For developing countries, the G-20 have not offered very much at
all." While Hafemeister said that tariff reductions by developing
countries should be "something less" than those by rich
ones, he did not specify any proportional relationship between the
two. Several Members, including the EU and the G-20, believe that
developing countries should have to make cuts roughly two-thirds
the size of those made by rich countries.
While defending
the G-20's position last week, India's top trade negotiator Gopal
Pillai appeared to concur at least partially with the EU's recent
accusations that the US was virtually alone in demanding deeper
tariff cuts. Reuters quoted Pillai as saying on 15 June that "the
rest of the world could reach an agreement on a modestly ambitious
outcome. The real problem is going to be the US." He defended
moderate tariff cuts, arguing "a modest deal is good. Everybody
will get something. You have to realise that you will not get everything
you want."
The US may in
fact be showing signs of flexibility on farm tariffs. Citing "informed
sources," Washington publication "Inside US Trade"

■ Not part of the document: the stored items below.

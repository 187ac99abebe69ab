use std::path::{Path, PathBuf};

use anyhow::Context;

use crate::foundation::error::OverlayerResult;

/// Receives the encoded export (the browser's download link).
pub trait SaveSink {
    fn save(&mut self, file_name: &str, bytes: &[u8]) -> OverlayerResult<()>;
}

/// Writes exports into a directory, creating it when needed.
#[derive(Clone, Debug)]
pub struct DirSink {
    dir: PathBuf,
}

impl DirSink {
    pub fn new(dir: impl Into<PathBuf>) -> Self {
        Self { dir: dir.into() }
    }

    pub fn path_for(&self, file_name: &str) -> PathBuf {
        self.dir.join(Path::new(file_name))
    }
}

impl SaveSink for DirSink {
    fn save(&mut self, file_name: &str, bytes: &[u8]) -> OverlayerResult<()> {
        std::fs::create_dir_all(&self.dir)
            .with_context(|| format!("create output dir '{}'", self.dir.display()))?;
        let path = self.path_for(file_name);
        std::fs::write(&path, bytes).with_context(|| format!("write '{}'", path.display()))?;
        tracing::info!(path = %path.display(), bytes = bytes.len(), "export saved");
        Ok(())
    }
}

/// Keeps every export in memory.
#[derive(Clone, Debug, Default)]
pub struct MemorySink {
    pub saved: Vec<(String, Vec<u8>)>,
}

impl SaveSink for MemorySink {
    fn save(&mut self, file_name: &str, bytes: &[u8]) -> OverlayerResult<()> {
        self.saved.push((file_name.to_string(), bytes.to_vec()));
        Ok(())
    }
}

reported on 21 June that the Bush administration had decided to
lower its demands from the average reductions of around 66 percent
it has been seeking to something closer to the G-20's 54 percent.
However, other sources have suggested that these reports may not
be accurate. The USTR, for its part, remains committed to its stated
positions. "An unbalanced result, that is less market access,
more cuts in domestic support, will not result in a successful conclusion
of the negotiations," said spokesperson Neena Moorjani later
that day.
Nevertheless,
the top Democrat on the House agriculture committee, Congressman
Collin Peterson (Minnesota), issued a statement criticising the
rumoured changes in position. If the reports were true, he said,
the Bush administration "is now suggesting that [US farmers]
have to give up the one thing they promised American agriculture
-- increased market access."
US still
looking for new peace clause
Hafemeister
indicated that a new 'peace clause' was still an "important"
objective for the US, though he declined to comment on whether this
would be one of Washington's basic conditions for a deal. Under
a peace clause, Members would agree to exempt most kinds of farm
subsidies from legal challenge in the WTO for a certain period of
time.
The US argues
that this immunity is necessary for farmers implementing subsidy
reforms. Indeed, since the first peace clause expired at the end
of 2003, several countries have successfully used WTO dispute procedures
to force changes to rich country subsidy programmes. For instance,
Brazil has won high-profile cases against US cotton subsidies, and,
along with Thailand and Australia, against EU sugar policies. A
number of other cases are believed to be in preparation, and might
be prosecuted if the Doha Round negotiations do not yield an agreement.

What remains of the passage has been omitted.